何度か咳き込んで、今しがた飲み込んだコップの中の液体を睨み付ければ、涼しい表情で波打つ色合い。見た目はオレンジジュースに見えなくも無い。なのに、どうしてこんなに苦味があるんだろうか。まるで、野菜の様な、

「…野菜…?」

 此処まで考えて、思いついた言葉を口にした瞬間、目の前で肩を震わせているラヴォクスが目に留まった。小刻みに肩を震わせている様子は、一見泣いている要にも見えるのだが、この光景に何処に泣く要素がある。口元を拭ったプリケリマを見つめる視線は、悪戯を成功させた子供の様な表情が宿っていた。
クスッ、と控えめに笑って見せる彼女は、途中で笑い声が混じりながらもニコニコと朗らかに言葉を紡ぎ出す。

「悪戯大成功ー!!あのね、それ野菜ジュースとオレンジジュースを混ぜたんだよー。アンリの作ったスペシャルドリンクだよ!」

 犯人は、お前か。
唖然として恨めしげに眉をひそめた相手を見て、アンリエットは更に満足そうに笑い声をあげる。
悪戯っ子の様な、無邪気な笑顔。不意に、鼻先をさっきの林檎ジュースの香りが擽った。頬を高揚させて、如何にも楽しそうに笑う彼女を見ていると、先程の不機嫌さは何処へ行くのか、ゆっくりと薄らぐ。友人を悪戯に填めたのが、よっぽど嬉しかったのだろう。朗らかに笑い声をあげるアンリエットを見て、吊られて苦笑を零したプリケリマを見て、また込み上げて来た笑い声をあげた。

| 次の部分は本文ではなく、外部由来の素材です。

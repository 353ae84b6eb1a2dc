//! 同步层持有的内存状态

use crate::model::{CacheSnapshot, Connection, Memory, SNAPSHOT_VERSION};
use std::collections::HashMap;

/// 记忆图谱的权威内存副本
///
/// 每次变更都会推进 `revision`，并把被改动实体的代数记为当时的 revision。
/// 异步回包据此判断自己是否已被后续操作取代。
#[derive(Debug, Clone)]
pub(crate) struct GraphState {
    pub memories: Vec<Memory>,
    pub connections: Vec<Connection>,
    pub dark_mode: bool,
    /// 无缓存数据时的首次加载中
    pub loading: bool,
    /// 是否已有一次成功的远端加载
    pub loaded: bool,
    pub has_more: bool,
    pub loading_more: bool,
    pub total_count: Option<usize>,
    revision: u64,
    generations: HashMap<String, u64>,
}

impl Default for GraphState {
    fn default() -> Self {
        Self {
            memories: Vec::new(),
            connections: Vec::new(),
            dark_mode: false,
            loading: false,
            loaded: false,
            has_more: true,
            loading_more: false,
            total_count: None,
            revision: 0,
            generations: HashMap::new(),
        }
    }
}

/// 被级联删除的记忆及其连接，连同原位置，用于回滚
#[derive(Debug, Clone)]
pub(crate) struct Removed {
    pub index: usize,
    pub memory: Memory,
    pub connections: Vec<(usize, Connection)>,
}

impl GraphState {
    pub fn revision(&self) -> u64 {
        self.revision
    }

    /// 推进全局 revision（不关联具体实体）
    pub fn bump(&mut self) -> u64 {
        self.revision += 1;
        self.revision
    }

    /// 标记实体被改动，返回其新代数
    pub fn touch(&mut self, id: &str) -> u64 {
        let generation = self.bump();
        self.generations.insert(id.to_string(), generation);
        generation
    }

    pub fn generation(&self, id: &str) -> u64 {
        self.generations.get(id).copied().unwrap_or(0)
    }

    /// 实体在 `since` 之后是否被改动过
    pub fn touched_since(&self, id: &str, since: u64) -> bool {
        self.generation(id) > since
    }

    /// 临时 id 提交后沿用其代数
    pub fn rename(&mut self, from: &str, to: &str) {
        if let Some(generation) = self.generations.remove(from) {
            self.generations.insert(to.to_string(), generation);
        }
    }

    pub fn memory_index(&self, id: &str) -> Option<usize> {
        self.memories.iter().position(|m| m.id == id)
    }

    pub fn memory(&self, id: &str) -> Option<&Memory> {
        self.memories.iter().find(|m| m.id == id)
    }

    pub fn connection_index(&self, id: &str) -> Option<usize> {
        self.connections.iter().position(|c| c.id == id)
    }

    /// 是否已存在 `a`、`b` 之间的连接（任一方向）
    pub fn is_linked(&self, a: &str, b: &str) -> bool {
        self.connections.iter().any(|c| c.links(a, b))
    }

    /// 删除记忆并级联删除所有引用它的连接
    pub fn remove_memory_cascade(&mut self, id: &str) -> Option<Removed> {
        let index = self.memory_index(id)?;
        let memory = self.memories.remove(index);
        let mut connections = Vec::new();
        let mut position = 0;
        self.connections.retain(|c| {
            let keep = !c.touches(id);
            if !keep {
                connections.push((position, c.clone()));
            }
            position += 1;
            keep
        });
        Some(Removed {
            index,
            memory,
            connections,
        })
    }

    /// 把级联删除的内容放回原位；已被其他操作重建的实体不重复插入
    pub fn reinsert(&mut self, removed: Removed) {
        let id = removed.memory.id.as_str().to_string();
        if self.memory_index(&id).is_none() {
            let index = removed.index.min(self.memories.len());
            self.memories.insert(index, removed.memory);
        }
        for (index, conn) in removed.connections {
            if self.connection_index(conn.id.as_str()).is_some()
                || self.is_linked(&conn.source, &conn.target)
            {
                continue;
            }
            let other = if conn.source == id {
                &conn.target
            } else {
                &conn.source
            };
            if other != &id && self.memory_index(other).is_none() {
                continue;
            }
            let index = index.min(self.connections.len());
            self.connections.insert(index, conn);
        }
    }

    /// 清空集合与加载标记，保留深色模式
    pub fn clear(&mut self) {
        self.memories.clear();
        self.connections.clear();
        self.loading = false;
        self.loaded = false;
        self.has_more = true;
        self.loading_more = false;
        self.total_count = None;
        self.bump();
    }

    /// 用缓存快照预填充，丢弃仍处于临时 id 阶段的条目
    pub fn restore(&mut self, snapshot: CacheSnapshot) -> usize {
        let memories: Vec<Memory> = snapshot
            .memories
            .into_iter()
            .filter(|m| !m.id.is_pending())
            .collect();
        let connections: Vec<Connection> = snapshot
            .connections
            .into_iter()
            .filter(|c| !c.id.is_pending())
            .collect();
        let restored = memories.len();
        self.memories = memories;
        self.connections = connections;
        self.dark_mode = snapshot.dark_mode;
        self.bump();
        restored
    }

    pub fn snapshot(&self) -> CacheSnapshot {
        CacheSnapshot {
            version: SNAPSHOT_VERSION,
            memories: self.memories.clone(),
            connections: self.connections.clone(),
            dark_mode: self.dark_mode,
        }
    }

    pub fn committed_memory_count(&self) -> usize {
        self.memories.iter().filter(|m| !m.id.is_pending()).count()
    }
}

 カフェ、Doluce。オーナーが不在の不思議な、カフェ。くつろげる空間に漂うクラシックの音にデュエットして、柔らかな笑い声が木霊した。

 艶やかに輝く薔薇色の林檎。甘い誘惑の香りに誘われて、一口齧れば仄かな甘味と濃厚な眠りをプレゼント。

 さあ、王子様が迎えに来たら、優雅に微笑み浮かべて忠誠を誓わせましょう。


明るい笑い声をあげる、君に特製ジュースをプレゼント。